*** Exercise input ***
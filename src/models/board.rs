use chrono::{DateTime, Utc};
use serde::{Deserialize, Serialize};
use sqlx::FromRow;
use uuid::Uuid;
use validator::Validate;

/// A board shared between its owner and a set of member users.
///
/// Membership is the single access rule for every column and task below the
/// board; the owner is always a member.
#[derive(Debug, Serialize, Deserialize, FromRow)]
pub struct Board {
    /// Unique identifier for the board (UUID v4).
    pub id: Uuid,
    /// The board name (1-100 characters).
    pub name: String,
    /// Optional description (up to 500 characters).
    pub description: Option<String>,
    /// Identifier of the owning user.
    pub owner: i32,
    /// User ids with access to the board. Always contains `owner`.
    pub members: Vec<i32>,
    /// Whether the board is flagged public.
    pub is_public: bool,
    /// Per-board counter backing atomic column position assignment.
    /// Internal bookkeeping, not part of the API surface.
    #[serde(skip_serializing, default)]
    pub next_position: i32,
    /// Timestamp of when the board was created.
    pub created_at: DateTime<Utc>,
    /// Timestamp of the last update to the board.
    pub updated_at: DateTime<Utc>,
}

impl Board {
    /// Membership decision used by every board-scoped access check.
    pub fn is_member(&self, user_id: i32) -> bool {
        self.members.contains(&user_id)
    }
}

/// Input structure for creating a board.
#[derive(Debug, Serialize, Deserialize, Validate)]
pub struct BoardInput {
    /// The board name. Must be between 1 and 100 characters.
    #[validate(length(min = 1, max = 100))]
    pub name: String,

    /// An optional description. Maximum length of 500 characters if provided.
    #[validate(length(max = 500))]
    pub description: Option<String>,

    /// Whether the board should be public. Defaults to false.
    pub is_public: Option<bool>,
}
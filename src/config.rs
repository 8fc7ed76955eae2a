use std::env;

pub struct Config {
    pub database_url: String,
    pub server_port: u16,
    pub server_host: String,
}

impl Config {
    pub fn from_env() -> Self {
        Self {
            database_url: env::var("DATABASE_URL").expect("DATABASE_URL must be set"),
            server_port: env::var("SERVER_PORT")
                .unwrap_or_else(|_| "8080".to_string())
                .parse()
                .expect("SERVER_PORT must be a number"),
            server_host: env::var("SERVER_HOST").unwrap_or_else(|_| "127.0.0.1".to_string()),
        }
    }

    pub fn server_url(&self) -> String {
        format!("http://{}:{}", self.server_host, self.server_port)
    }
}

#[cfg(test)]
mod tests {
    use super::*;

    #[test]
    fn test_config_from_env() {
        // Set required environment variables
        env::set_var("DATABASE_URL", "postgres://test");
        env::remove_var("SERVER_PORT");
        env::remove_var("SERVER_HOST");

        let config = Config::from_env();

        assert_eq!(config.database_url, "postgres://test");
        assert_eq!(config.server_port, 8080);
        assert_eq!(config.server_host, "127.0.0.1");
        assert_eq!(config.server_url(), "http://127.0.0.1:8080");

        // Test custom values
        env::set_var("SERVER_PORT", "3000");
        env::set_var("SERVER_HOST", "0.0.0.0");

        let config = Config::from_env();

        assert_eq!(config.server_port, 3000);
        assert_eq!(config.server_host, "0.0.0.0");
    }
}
*** End of Exercise input ***
*** Exercise input ***
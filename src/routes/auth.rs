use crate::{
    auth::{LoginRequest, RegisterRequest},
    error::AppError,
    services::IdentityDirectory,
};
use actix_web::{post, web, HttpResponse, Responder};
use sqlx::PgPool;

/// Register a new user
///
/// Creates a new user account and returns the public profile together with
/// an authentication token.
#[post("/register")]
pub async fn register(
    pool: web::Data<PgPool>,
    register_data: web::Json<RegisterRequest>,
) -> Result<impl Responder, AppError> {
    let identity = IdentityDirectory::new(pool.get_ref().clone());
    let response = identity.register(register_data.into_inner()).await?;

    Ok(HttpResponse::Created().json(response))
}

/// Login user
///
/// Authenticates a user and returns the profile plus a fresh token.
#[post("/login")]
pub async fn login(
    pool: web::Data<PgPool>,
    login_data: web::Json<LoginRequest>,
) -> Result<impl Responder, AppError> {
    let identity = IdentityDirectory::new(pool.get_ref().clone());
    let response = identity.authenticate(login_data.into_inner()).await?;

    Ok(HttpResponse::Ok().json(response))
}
*** End of Exercise input ***
*** Exercise input ***
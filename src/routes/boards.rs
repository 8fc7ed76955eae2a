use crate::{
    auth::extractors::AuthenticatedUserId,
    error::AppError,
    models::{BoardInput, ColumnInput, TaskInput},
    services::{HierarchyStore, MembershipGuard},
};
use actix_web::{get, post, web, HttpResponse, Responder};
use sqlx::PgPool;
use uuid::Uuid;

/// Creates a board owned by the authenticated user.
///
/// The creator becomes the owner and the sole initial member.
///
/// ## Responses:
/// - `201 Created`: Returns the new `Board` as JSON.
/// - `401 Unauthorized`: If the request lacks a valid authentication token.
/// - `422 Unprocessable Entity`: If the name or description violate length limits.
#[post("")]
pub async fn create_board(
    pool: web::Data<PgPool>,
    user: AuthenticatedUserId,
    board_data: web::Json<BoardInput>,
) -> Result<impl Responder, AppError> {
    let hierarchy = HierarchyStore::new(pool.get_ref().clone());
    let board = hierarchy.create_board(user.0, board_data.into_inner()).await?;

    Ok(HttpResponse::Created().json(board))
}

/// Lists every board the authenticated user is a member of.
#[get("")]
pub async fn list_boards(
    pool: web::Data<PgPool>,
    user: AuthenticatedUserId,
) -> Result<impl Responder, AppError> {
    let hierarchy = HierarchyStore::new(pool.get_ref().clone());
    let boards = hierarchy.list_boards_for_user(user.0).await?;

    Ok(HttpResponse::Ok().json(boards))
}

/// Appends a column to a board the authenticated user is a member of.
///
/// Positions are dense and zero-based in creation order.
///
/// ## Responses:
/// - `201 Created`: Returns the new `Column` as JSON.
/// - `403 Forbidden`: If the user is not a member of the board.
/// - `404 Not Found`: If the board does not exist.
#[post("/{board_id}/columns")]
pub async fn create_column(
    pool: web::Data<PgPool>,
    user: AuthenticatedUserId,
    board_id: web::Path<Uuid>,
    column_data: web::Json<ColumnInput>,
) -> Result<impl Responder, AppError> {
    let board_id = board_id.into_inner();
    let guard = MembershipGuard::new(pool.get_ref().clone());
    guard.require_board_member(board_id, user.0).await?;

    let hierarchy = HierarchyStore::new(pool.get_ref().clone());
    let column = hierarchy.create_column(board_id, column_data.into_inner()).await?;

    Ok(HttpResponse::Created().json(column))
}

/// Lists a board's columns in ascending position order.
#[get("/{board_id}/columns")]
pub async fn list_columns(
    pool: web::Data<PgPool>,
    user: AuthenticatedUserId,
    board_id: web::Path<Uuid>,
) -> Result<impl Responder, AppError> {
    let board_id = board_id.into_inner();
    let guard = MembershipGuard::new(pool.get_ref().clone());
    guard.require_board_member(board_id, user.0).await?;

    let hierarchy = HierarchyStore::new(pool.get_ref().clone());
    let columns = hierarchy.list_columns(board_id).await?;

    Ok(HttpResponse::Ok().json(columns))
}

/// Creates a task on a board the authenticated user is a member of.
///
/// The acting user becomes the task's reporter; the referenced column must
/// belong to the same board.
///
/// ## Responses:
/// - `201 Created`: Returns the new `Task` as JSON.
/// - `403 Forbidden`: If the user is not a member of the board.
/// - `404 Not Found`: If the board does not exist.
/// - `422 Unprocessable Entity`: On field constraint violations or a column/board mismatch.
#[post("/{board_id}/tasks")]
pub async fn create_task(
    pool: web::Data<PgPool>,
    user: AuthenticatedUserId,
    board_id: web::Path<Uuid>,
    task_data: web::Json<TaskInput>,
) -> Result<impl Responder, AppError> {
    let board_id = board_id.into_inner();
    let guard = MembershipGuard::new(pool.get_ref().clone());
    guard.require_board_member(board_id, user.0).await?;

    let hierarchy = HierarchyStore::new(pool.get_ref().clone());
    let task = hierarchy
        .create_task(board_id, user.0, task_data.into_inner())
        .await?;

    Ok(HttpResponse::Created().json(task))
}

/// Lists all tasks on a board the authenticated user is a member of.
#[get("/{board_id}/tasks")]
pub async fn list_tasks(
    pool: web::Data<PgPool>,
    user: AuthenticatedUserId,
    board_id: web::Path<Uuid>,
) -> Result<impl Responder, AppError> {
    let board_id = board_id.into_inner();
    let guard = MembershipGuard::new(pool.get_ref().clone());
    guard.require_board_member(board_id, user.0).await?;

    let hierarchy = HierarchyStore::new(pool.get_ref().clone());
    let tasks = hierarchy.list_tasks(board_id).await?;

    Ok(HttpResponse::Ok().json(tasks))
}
*** End of Exercise input ***
_Your objective_. Once the line with "the API surface." is found in the records above, print exactly that line and every line after it through the line with "pub struct BoardInput".

_The completed task_.
    /// Internal bookkeeping, not part of the API surface.
    #[serde(skip_serializing, default)]
    pub next_position: i32,
    /// Timestamp of when the board was created.
    pub created_at: DateTime<Utc>,
    /// Timestamp of the last update to the board.
    pub updated_at: DateTime<Utc>,
}

impl Board {
    /// Membership decision used by every board-scoped access check.
    pub fn is_member(&self, user_id: i32) -> bool {
        self.members.contains(&user_id)
    }
}

/// Input structure for creating a board.
#[derive(Debug, Serialize, Deserialize, Validate)]
pub struct BoardInput {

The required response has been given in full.